- [WHAT TO WORK ON] This exercise calls for the line with "embedding, per_party_top_k, &party_options)", the line with "if !(0.0..=1.0).contains(&vector_weight) ||", and all lines between them in the material below, output exactly and with no other lines.

----------

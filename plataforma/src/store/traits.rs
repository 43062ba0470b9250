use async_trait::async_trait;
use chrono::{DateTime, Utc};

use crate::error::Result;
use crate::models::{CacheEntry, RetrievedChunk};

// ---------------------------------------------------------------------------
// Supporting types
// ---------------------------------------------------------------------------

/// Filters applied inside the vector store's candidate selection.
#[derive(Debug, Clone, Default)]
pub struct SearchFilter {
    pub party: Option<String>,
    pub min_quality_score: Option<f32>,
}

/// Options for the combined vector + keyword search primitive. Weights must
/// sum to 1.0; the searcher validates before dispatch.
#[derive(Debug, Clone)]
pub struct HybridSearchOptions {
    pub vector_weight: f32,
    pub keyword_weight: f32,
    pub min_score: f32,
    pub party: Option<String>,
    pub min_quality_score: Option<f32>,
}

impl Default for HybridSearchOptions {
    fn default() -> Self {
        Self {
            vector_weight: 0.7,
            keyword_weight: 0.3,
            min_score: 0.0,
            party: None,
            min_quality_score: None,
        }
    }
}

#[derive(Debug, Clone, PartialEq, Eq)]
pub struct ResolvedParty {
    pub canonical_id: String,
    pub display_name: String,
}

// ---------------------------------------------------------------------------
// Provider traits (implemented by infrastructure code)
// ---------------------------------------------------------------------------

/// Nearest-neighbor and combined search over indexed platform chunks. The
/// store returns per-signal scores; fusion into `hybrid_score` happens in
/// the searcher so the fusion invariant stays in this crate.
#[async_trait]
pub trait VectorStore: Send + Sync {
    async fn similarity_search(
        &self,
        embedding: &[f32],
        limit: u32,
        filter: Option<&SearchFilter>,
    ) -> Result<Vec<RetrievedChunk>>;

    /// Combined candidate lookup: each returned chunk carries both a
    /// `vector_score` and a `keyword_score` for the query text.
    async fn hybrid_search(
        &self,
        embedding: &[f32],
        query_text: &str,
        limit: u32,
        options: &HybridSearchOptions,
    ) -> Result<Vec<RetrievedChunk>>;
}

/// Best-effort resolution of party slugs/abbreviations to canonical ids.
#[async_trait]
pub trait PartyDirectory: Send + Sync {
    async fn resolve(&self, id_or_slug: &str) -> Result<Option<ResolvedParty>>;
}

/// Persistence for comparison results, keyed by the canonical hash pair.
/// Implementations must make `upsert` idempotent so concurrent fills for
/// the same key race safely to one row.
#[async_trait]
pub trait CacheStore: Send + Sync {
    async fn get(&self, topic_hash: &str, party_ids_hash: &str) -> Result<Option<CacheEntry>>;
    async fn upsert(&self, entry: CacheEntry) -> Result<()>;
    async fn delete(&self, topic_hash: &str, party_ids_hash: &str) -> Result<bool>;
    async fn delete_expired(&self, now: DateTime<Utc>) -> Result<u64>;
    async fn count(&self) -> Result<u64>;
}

----------

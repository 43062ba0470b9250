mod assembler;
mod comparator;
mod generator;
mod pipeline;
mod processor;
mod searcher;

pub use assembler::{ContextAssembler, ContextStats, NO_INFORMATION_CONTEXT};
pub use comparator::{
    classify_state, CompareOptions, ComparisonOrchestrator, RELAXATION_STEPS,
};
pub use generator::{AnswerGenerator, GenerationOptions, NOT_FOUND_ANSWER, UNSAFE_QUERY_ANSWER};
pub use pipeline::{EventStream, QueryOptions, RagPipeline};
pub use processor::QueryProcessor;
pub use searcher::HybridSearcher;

----------

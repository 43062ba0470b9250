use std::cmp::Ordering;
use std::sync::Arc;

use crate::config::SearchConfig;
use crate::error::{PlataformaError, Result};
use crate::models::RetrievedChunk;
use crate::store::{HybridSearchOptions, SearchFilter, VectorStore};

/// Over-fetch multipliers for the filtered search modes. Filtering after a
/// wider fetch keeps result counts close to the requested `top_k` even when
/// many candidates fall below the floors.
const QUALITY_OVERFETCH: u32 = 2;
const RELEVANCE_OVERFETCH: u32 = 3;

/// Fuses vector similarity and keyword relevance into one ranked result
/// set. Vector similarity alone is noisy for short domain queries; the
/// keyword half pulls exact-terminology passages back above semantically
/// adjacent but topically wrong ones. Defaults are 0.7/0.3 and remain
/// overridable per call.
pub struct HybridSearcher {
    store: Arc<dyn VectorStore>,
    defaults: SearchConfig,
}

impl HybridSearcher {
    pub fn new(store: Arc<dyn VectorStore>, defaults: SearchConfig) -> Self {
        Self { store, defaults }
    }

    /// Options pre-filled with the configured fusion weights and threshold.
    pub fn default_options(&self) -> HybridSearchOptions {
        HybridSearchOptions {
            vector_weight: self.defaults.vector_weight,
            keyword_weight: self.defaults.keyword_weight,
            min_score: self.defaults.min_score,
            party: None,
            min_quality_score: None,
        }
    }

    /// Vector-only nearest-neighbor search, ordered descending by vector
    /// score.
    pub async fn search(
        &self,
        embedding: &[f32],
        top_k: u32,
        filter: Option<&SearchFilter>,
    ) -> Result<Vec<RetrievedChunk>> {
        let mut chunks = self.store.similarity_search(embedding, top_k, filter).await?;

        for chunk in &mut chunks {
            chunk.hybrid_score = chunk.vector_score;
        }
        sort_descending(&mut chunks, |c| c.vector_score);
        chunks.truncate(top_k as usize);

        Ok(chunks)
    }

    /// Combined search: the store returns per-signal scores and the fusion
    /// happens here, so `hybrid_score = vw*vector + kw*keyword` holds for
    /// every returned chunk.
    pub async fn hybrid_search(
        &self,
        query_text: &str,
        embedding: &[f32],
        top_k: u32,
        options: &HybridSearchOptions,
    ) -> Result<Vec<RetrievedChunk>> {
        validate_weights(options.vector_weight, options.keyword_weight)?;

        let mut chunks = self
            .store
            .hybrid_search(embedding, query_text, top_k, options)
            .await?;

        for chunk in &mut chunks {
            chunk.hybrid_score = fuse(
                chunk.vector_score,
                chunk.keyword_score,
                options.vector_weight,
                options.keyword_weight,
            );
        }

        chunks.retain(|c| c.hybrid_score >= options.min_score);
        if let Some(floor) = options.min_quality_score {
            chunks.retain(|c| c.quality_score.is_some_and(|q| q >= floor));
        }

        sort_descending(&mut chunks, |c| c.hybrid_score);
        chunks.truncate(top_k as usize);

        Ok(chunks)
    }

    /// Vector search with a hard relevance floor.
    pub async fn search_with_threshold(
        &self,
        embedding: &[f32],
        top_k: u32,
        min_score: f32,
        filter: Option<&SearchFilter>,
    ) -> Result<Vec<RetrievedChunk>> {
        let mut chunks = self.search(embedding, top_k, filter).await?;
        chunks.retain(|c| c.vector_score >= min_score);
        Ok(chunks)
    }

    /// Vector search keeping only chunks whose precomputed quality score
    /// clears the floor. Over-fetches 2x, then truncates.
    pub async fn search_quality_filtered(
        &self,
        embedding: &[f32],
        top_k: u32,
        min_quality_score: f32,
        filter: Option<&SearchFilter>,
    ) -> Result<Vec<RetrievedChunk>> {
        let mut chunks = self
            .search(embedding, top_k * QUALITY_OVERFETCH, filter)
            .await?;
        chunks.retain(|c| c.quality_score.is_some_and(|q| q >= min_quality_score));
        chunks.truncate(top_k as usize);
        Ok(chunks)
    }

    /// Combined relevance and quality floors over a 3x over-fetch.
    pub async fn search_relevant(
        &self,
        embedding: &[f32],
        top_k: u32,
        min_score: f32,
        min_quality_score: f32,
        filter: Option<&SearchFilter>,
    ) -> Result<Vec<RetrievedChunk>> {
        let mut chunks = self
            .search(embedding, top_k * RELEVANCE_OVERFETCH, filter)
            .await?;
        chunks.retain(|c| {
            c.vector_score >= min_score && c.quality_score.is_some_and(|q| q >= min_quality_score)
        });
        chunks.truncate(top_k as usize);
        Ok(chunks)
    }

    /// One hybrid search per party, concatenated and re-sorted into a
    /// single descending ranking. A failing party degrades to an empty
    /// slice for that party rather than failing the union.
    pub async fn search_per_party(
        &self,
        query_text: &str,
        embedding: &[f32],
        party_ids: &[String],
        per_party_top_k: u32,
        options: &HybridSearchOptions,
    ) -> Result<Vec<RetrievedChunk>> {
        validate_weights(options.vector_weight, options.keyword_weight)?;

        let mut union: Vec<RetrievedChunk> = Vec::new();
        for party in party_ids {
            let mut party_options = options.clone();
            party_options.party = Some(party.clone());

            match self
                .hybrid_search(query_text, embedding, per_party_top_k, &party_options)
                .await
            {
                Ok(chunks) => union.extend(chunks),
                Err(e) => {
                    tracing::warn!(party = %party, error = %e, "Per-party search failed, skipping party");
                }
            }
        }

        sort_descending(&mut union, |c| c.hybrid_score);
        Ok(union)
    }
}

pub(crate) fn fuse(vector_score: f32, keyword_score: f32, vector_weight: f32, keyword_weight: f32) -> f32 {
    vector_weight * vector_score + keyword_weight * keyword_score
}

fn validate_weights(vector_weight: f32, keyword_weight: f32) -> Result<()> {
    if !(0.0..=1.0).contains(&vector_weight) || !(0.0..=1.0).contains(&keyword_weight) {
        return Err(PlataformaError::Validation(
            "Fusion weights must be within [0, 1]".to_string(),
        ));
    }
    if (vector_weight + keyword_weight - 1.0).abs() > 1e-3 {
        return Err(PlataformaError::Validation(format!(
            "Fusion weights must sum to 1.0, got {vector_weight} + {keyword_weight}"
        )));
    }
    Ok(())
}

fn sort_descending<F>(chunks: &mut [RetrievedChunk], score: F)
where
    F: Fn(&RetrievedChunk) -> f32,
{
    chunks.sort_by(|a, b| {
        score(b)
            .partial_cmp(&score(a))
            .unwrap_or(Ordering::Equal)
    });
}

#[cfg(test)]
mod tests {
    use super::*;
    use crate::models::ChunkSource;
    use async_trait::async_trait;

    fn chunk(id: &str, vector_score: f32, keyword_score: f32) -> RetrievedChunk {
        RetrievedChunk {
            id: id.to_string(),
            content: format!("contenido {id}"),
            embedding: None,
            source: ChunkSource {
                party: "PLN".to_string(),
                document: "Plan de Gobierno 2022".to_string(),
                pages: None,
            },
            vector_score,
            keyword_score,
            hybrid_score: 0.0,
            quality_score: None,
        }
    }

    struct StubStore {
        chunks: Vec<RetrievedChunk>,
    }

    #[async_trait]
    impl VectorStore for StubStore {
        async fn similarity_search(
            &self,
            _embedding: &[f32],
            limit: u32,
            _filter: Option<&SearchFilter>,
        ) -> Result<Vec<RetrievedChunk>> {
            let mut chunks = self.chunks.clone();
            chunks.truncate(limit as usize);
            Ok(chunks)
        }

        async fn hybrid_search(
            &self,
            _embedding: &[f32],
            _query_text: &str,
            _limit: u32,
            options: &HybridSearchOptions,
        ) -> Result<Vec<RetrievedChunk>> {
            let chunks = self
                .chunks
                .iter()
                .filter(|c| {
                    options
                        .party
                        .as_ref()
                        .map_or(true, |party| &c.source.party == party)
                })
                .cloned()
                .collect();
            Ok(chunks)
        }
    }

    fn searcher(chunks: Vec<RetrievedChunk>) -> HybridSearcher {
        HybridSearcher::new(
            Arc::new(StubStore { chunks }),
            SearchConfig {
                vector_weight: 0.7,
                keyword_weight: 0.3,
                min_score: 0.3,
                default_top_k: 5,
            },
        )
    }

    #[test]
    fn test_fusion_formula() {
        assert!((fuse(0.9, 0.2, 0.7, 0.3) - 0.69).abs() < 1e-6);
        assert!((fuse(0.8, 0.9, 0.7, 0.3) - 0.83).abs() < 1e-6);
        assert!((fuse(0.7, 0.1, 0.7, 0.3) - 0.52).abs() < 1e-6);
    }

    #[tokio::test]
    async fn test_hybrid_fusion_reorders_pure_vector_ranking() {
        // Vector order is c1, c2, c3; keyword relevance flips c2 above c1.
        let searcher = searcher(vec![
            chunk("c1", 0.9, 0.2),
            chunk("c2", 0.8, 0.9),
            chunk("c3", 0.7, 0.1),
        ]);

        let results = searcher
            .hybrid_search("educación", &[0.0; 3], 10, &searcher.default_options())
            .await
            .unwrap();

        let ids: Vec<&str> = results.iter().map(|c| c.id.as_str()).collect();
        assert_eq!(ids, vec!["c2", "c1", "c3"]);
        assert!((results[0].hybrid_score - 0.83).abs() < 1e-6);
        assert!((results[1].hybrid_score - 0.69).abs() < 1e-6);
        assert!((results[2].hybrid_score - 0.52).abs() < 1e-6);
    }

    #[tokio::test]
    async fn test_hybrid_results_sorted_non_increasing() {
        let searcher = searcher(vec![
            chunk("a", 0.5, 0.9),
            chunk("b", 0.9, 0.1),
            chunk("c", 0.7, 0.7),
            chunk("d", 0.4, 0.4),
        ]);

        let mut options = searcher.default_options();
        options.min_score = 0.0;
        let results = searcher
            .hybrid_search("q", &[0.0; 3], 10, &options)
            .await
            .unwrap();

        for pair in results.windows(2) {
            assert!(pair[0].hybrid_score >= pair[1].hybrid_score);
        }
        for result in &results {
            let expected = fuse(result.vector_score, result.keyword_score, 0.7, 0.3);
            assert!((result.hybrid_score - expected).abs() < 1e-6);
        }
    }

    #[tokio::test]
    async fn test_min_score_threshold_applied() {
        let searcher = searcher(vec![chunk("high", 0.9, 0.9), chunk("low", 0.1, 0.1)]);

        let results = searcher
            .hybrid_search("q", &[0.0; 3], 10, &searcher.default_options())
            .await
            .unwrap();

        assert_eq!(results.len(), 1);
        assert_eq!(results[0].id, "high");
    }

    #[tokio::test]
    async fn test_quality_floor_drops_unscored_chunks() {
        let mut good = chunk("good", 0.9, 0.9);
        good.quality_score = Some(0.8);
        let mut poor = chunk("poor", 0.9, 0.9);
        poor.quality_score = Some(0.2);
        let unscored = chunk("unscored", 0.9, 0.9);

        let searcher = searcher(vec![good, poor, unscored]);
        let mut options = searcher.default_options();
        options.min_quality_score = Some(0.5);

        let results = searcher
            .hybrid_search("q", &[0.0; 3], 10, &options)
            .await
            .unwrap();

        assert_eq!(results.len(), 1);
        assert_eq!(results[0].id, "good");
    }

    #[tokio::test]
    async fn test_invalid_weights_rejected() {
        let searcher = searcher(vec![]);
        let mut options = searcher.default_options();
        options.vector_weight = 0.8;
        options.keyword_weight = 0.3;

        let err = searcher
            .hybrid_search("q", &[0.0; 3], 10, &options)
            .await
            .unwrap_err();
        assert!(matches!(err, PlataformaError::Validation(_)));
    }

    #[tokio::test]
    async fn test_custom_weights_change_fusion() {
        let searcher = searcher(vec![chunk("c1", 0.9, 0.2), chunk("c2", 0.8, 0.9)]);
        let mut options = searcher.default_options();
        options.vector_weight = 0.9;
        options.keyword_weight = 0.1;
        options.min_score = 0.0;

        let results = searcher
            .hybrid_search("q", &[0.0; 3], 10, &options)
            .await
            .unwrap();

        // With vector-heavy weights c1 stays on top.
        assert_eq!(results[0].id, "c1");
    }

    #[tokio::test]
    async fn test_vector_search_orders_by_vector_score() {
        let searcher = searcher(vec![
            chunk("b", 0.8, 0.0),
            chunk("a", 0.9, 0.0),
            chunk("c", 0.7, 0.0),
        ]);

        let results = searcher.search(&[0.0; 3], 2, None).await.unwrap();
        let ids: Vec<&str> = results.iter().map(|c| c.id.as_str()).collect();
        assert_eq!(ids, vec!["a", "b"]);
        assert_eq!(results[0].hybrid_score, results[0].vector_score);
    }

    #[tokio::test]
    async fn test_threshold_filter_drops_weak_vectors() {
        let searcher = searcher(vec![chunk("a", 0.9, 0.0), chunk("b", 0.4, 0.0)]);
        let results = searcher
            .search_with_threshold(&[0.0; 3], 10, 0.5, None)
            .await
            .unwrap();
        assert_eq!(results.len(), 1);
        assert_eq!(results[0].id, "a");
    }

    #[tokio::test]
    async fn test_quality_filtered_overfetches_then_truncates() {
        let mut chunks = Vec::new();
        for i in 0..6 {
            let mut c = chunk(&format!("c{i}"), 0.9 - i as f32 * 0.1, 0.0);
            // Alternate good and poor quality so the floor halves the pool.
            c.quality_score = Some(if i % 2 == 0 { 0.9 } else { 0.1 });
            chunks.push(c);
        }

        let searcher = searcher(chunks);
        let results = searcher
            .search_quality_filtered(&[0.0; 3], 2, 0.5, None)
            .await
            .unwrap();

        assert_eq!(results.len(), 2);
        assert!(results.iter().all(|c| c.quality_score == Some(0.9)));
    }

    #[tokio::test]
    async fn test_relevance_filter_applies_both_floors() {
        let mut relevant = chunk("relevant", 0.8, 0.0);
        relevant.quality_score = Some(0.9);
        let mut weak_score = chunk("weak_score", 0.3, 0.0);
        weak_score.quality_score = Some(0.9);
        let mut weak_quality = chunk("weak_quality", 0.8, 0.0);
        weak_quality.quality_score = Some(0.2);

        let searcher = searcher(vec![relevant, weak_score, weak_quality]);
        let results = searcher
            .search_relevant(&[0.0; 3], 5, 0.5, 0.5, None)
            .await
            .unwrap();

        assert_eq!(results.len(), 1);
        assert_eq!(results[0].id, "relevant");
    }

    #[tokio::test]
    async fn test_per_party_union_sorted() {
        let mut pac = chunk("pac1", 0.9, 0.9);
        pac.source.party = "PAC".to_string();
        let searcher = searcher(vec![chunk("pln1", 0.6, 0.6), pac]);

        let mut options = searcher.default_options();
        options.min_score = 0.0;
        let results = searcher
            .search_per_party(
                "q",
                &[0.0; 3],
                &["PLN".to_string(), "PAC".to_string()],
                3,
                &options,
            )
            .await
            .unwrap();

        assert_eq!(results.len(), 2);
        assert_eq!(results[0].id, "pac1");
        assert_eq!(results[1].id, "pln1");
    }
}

----------

- [WORKED SOLUTION]
                .hybrid_search(query_text, embedding, per_party_top_k, &party_options)
                .await
            {
                Ok(chunks) => union.extend(chunks),
                Err(e) => {
                    tracing::warn!(party = %party, error = %e, "Per-party search failed, skipping party");
                }
            }
        }

        sort_descending(&mut union, |c| c.hybrid_score);
        Ok(union)
    }
}

pub(crate) fn fuse(vector_score: f32, keyword_score: f32, vector_weight: f32, keyword_weight: f32) -> f32 {
    vector_weight * vector_score + keyword_weight * keyword_score
}

fn validate_weights(vector_weight: f32, keyword_weight: f32) -> Result<()> {
    if !(0.0..=1.0).contains(&vector_weight) || !(0.0..=1.0).contains(&keyword_weight) {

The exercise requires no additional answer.